November 14, 2011
by Patricia Boulter
Although Inuit voices, experiences and actions can be accessed (to a certain extent) from archival documents and anthropological reports, it became central to our research to understand first hand how the mine has been memorialized and remembered in the minds of Inuit. As a result our research team conducted 10 interviews with elders (men and women) who had either worked in the mine or had lived in the community while the mine was operative. From these interviews we heard an array of personal stories and histories associated with Rankin Inlet’s mining history and the many socio-economic and cultural upheavals that were occurring simultaneously. The stories ranged from being celebratory and nostalgic to cautionary and tragic. Many people had fond recollections of the “good old days” and stressed the important role the mine had played in their lives and the continued importance of mining in Arctic communities. Others, however, referenced the hardships faced when they relocated/migrated from other regions in the eastern Arctic to Rankin Inlet, the poverty experienced by many upon arrival and the difficulties adjusting to life in a settled community.
By the time the last interview was conducted I realized that a connecting theme, adaptation and survival, had weaved its way through each individual interview. As Peter Irniq and many others stressed through the telling of their own stories Inuit were and are a highly adaptive people. As I began to process what each individual had shared in their interview, it struck me that we had spoken with members of a generation of Inuit who had been born into a world that no longer existed except in their own memories. Each elder we interviewed, to a certain degree, had experienced and survived (either personally or collectively) famine, relocation, residential schools, TB clinics, government directed settlement, insufficient community infrastructure, poverty and other upheavals. Although the transition for many Inuit from igloo to mineshaft was difficult and emotionally fraught, these past realities did not saturate their memories of those times. Despite the fact many Inuit had come to Rankin Inlet solely to find work in order to make a living after the collapse of the fur trade and caribou herds, the community (for many) very quickly had become their home. Even after the mine closed in 1962 many Inuit (more than half) decided to remain in the community. When asked during our interviews, elders were extremely proud of the role Inuit played in the opening of the mine and ultimate survival of the community (now the second largest in Nunavut). It was a humbling experience to hear their stories, for in their minds the feelings of surviving and adapting as a community were the most cherished.
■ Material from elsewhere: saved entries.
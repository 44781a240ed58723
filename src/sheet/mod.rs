use calamine::{open_workbook_auto, Reader};
use std::path::{Path, PathBuf};
use thiserror::Error;
use tracing::{info, warn};

use crate::config::{ColumnNames, SheetConfig};
use crate::models::{ComparisonRow, LinkPair};
use crate::parsers::format_price;

#[derive(Error, Debug)]
pub enum SheetError {
    #[error("Spreadsheet not found: {}", .0.display())]
    NotFound(PathBuf),

    #[error("Unsupported spreadsheet type: {}", .0.display())]
    UnsupportedFormat(PathBuf),

    #[error("Worksheet '{0}' not found")]
    MissingWorksheet(String),

    #[error("Spreadsheet is missing required columns: {}", .0.join(", "))]
    MissingColumns(Vec<String>),

    #[error("Workbook error: {0}")]
    Workbook(#[from] calamine::Error),

    #[error("CSV processing error: {0}")]
    Csv(#[from] csv::Error),

    #[error("IO error: {0}")]
    Io(#[from] std::io::Error),
}

pub type Result<T> = std::result::Result<T, SheetError>;

/// Header row plus data rows, every cell rendered as trimmed text.
#[derive(Debug, Clone, Default)]
struct Table {
    headers: Vec<String>,
    rows: Vec<Vec<String>>,
}

impl Table {
    fn column(&self, name: &str) -> Option<usize> {
        self.headers.iter().position(|header| header == name)
    }

    fn cell<'a>(&'a self, row: &'a [String], column: Option<usize>) -> &'a str {
        column
            .and_then(|index| row.get(index))
            .map(String::as_str)
            .unwrap_or("")
    }
}

/// Outcome of checking a sheet without running a comparison.
#[derive(Debug, Clone, Default, PartialEq, Eq)]
pub struct SheetReport {
    pub rows: usize,
    pub blank_links: usize,
    pub has_expected_skus: bool,
}

/// Load the link pairs to compare, skipping rows without both links.
pub fn read_link_pairs(path: &Path, config: &SheetConfig) -> Result<Vec<LinkPair>> {
    let table = load_table(path, &config.sheet_name)?;
    let pairs = pairs_from_table(&table, &config.columns)?;
    info!("Read {} link pairs from {}", pairs.len(), path.display());
    Ok(pairs)
}

/// Check the file exists and carries the link columns; count blank link cells.
pub fn validate(path: &Path, config: &SheetConfig) -> Result<SheetReport> {
    let table = load_table(path, &config.sheet_name)?;
    check_columns(&table, &config.columns)?;

    let columns = &config.columns;
    let mut report = SheetReport {
        rows: table.rows.len(),
        has_expected_skus: table.column(&columns.sku_a).is_some()
            || table.column(&columns.sku_b).is_some(),
        ..SheetReport::default()
    };

    for name in [&columns.link_a, &columns.link_b] {
        let index = table.column(name);
        let blanks = table
            .rows
            .iter()
            .filter(|row| table.cell(row, index).is_empty())
            .count();
        if blanks > 0 {
            warn!("Column '{}' has {} blank cells", name, blanks);
        }
        report.blank_links += blanks;
    }

    Ok(report)
}

/// Write compared rows as CSV with prices at `precision` decimals.
pub fn save_results(path: &Path, rows: &[ComparisonRow], precision: u32) -> Result<()> {
    if let Some(parent) = path.parent().filter(|p| !p.as_os_str().is_empty()) {
        std::fs::create_dir_all(parent)?;
    }

    let mut writer = csv::Writer::from_path(path)?;
    writer.write_record([
        "Seq",
        "Store price",
        "Store SKU",
        "Competitor price",
        "Competitor SKU",
    ])?;
    for row in rows {
        writer.write_record([
            row.sequence.to_string(),
            format_price(row.a_price, precision),
            row.a_sku.clone(),
            format_price(row.b_price, precision),
            row.b_sku.clone(),
        ])?;
    }
    writer.flush()?;

    info!("Saved {} results to {}", rows.len(), path.display());
    Ok(())
}

fn load_table(path: &Path, sheet_name: &str) -> Result<Table> {
    if !path.exists() {
        return Err(SheetError::NotFound(path.to_path_buf()));
    }

    let extension = path
        .extension()
        .and_then(|ext| ext.to_str())
        .map(str::to_ascii_lowercase)
        .unwrap_or_default();

    match extension.as_str() {
        "csv" => load_csv(path),
        "xlsx" | "xlsm" | "xls" | "xlsb" | "ods" => load_workbook(path, sheet_name),
        _ => Err(SheetError::UnsupportedFormat(path.to_path_buf())),
    }
}

fn load_workbook(path: &Path, sheet_name: &str) -> Result<Table> {
    let mut workbook = open_workbook_auto(path)?;
    if !workbook.sheet_names().iter().any(|name| name == sheet_name) {
        return Err(SheetError::MissingWorksheet(sheet_name.to_string()));
    }

    let range = workbook.worksheet_range(sheet_name)?;
    let mut rows = range
        .rows()
        .map(|row| {
            row.iter()
                .map(|cell| cell.to_string().trim().to_string())
                .collect::<Vec<String>>()
        });

    Ok(Table {
        headers: rows.next().unwrap_or_default(),
        rows: rows.collect(),
    })
}

fn load_csv(path: &Path) -> Result<Table> {
    let mut reader = csv::ReaderBuilder::new().flexible(true).from_path(path)?;
    let headers = reader
        .headers()?
        .iter()
        .map(|header| header.trim().trim_start_matches('\u{feff}').to_string())
        .collect();

    let mut rows: Vec<Vec<String>> = Vec::new();
    for record in reader.records() {
        rows.push(record?.iter().map(|cell| cell.trim().to_string()).collect());
    }

    Ok(Table { headers, rows })
}

fn check_columns(table: &Table, columns: &ColumnNames) -> Result<()> {
    let missing: Vec<String> = [&columns.link_a, &columns.link_b]
        .into_iter()
        .filter(|name| table.column(name).is_none())
        .cloned()
        .collect();

    if missing.is_empty() {
        Ok(())
    } else {
        Err(SheetError::MissingColumns(missing))
    }
}

fn pairs_from_table(table: &Table, columns: &ColumnNames) -> Result<Vec<LinkPair>> {
    check_columns(table, columns)?;

    let link_a = table.column(&columns.link_a);
    let link_b = table.column(&columns.link_b);
    let sku_a = table.column(&columns.sku_a);
    let sku_b = table.column(&columns.sku_b);

    let mut pairs = Vec::new();
    for (index, row) in table.rows.iter().enumerate() {
        let a = table.cell(row, link_a);
        let b = table.cell(row, link_b);

        if a.is_empty() && b.is_empty() {
            continue;
        }
        if a.is_empty() || b.is_empty() {
            // Header is line 1, so data row `index` sits on line index + 2.
            warn!("Skipping sheet line {}: missing a link", index + 2);
            continue;
        }

        let expected = |column: Option<usize>| {
            Some(table.cell(row, column).to_string()).filter(|sku| !sku.is_empty())
        };
        pairs.push(LinkPair::new(a, b).with_expected_skus(expected(sku_a), expected(sku_b)));
    }

    Ok(pairs)
}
Although certain individuals’ perceptions of Rankin Inlet’s mining era had shifted toward the nostalgic, when compared with interviews conducted in the early 1970s, the way the mine was remembered became the most fascinating aspect of conducting oral history research. Oral history is not about collecting facts and figures, it is meant to capture how individuals perceive and interpret their past and how and why these interpretations change over time. Without having collected oral histories it would have been next to impossible to ascertain from written archival records the various emotional connections and reactions Inuit men and women had toward the community and their connection to the mine. In other words in many instances for Arctic history to be written and understood properly it is essential that southern based researchers strive to generate networks, pathways and relationships between Inuit communities. For in the words of Arctic historian Shelagh Grant, “without an Inuit voice telling their story, there can be no true representation of Inuit history.”
References
Shelagh Grant. “Inuit History in the Next Millennium: Challenges and Rewards” in Northern Visions edited by Kerry Abel and Kenneth S. Coates, (Peterborough: Broadview Press, 2001): 106.